## Assignment:
Copies of all lines containing the string "MetricRecord" are needed from the data below.

## Data under study:
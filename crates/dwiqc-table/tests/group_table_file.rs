use std::fs;

use dwiqc_table::{append_record, Cell, GroupTableFile, MetricRecord, TableError};

fn tokens(line: &str) -> Vec<&str> {
    line.split_whitespace().collect()
}

#[test]
fn two_subjects_with_different_optional_fields() {
    let dir = tempfile::tempdir().unwrap();
    let path = dir.path().join("group_qc_dtifit.txt");

    let mut first = MetricRecord::for_subject("sub-01").unwrap();
    first.insert("Average_SNR(b<100)", 12.345678).unwrap();
    first.insert("Mean_FA_WM", 0.5123).unwrap();
    append_record(&path, &first).unwrap();

    let text = fs::read_to_string(&path).unwrap();
    let lines: Vec<&str> = text.lines().collect();
    assert_eq!(lines.len(), 2);
    assert_eq!(tokens(lines[0]), ["Sub", "Average_SNR(b<100)", "Mean_FA_WM"]);
    assert_eq!(tokens(lines[1]), ["sub-01", "12.3457", "0.5123"]);

    let mut second = MetricRecord::for_subject("sub-02").unwrap();
    second.insert("Average_SNR(b<100)", 9.0).unwrap();
    second.insert("Mean_MD_WM", 0.0008).unwrap();
    append_record(&path, &second).unwrap();

    let text = fs::read_to_string(&path).unwrap();
    let lines: Vec<&str> = text.lines().collect();
    assert_eq!(lines.len(), 3);
    assert_eq!(tokens(lines[0]), ["Sub", "Average_SNR(b<100)", "Mean_FA_WM", "Mean_MD_WM"]);
    assert_eq!(tokens(lines[1]), ["sub-01", "12.3457", "0.5123", "NaN"]);
    assert_eq!(tokens(lines[2]), ["sub-02", "9", "NaN", "0.0008"]);
}

#[test]
fn history_is_preserved_across_many_appends() {
    let dir = tempfile::tempdir().unwrap();
    let path = dir.path().join("group_qc.txt");

    for i in 0..12 {
        let mut r = MetricRecord::for_subject(&format!("sub-{i:02}")).unwrap();
        r.insert("Total_Outliers", i as f64 * 0.25).unwrap();
        if i % 3 == 0 {
            r.insert("Mean_Eddy_Residuals", 100.0 + i as f64).unwrap();
        }
        append_record(&path, &r).unwrap();
    }

    let table = GroupTableFile::new(&path).load().unwrap();
    assert_eq!(table.len(), 12);
    assert_eq!(table.columns(), ["Sub", "Total_Outliers", "Mean_Eddy_Residuals"]);
    for i in 0..12 {
        let row = table.row(i).unwrap();
        assert_eq!(row.subject(), Some(format!("sub-{i:02}").as_str()));
        assert_eq!(row.get("Total_Outliers"), Some(&Cell::Number(i as f64 * 0.25)));
        let expected = if i % 3 == 0 { Cell::Number(100.0 + i as f64) } else { Cell::Null };
        assert_eq!(table.cell(i, "Mean_Eddy_Residuals"), Some(&expected));
    }
}

#[test]
fn reading_a_legacy_indexed_table_then_appending_drops_the_index() {
    let dir = tempfile::tempdir().unwrap();
    let path = dir.path().join("group_qc.txt");
    fs::write(
        &path,
        "      Sub  Total_Outliers\n0  sub-01        0.829876\n1  sub-02        1.203400\n",
    )
    .unwrap();

    let mut r = MetricRecord::for_subject("sub-03").unwrap();
    r.insert("Total_Outliers", 0.5).unwrap();
    append_record(&path, &r).unwrap();

    let text = fs::read_to_string(&path).unwrap();
    let lines: Vec<&str> = text.lines().collect();
    assert_eq!(tokens(lines[0]), ["Sub", "Total_Outliers"]);
    // values written by other tools are kept verbatim
    assert_eq!(tokens(lines[1]), ["sub-01", "0.829876"]);
    assert_eq!(tokens(lines[2]), ["sub-02", "1.203400"]);
    assert_eq!(tokens(lines[3]), ["sub-03", "0.5"]);
}

#[test]
fn garbage_file_is_reported_as_corrupt() {
    let dir = tempfile::tempdir().unwrap();
    let path = dir.path().join("group_qc.txt");
    fs::write(&path, "Sub X\nthis line is much longer than the header\n").unwrap();

    let r = MetricRecord::for_subject("sub-01").unwrap();
    let err = append_record(&path, &r).unwrap_err();
    assert!(matches!(err, TableError::Corrupt { .. }), "{err}");
}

## Solution for this exercise:
use dwiqc_table::{append_record, Cell, GroupTableFile, MetricRecord, TableError};
    let mut first = MetricRecord::for_subject("sub-01").unwrap();
    let mut second = MetricRecord::for_subject("sub-02").unwrap();
        let mut r = MetricRecord::for_subject(&format!("sub-{i:02}")).unwrap();
    let mut r = MetricRecord::for_subject("sub-03").unwrap();
    let r = MetricRecord::for_subject("sub-01").unwrap();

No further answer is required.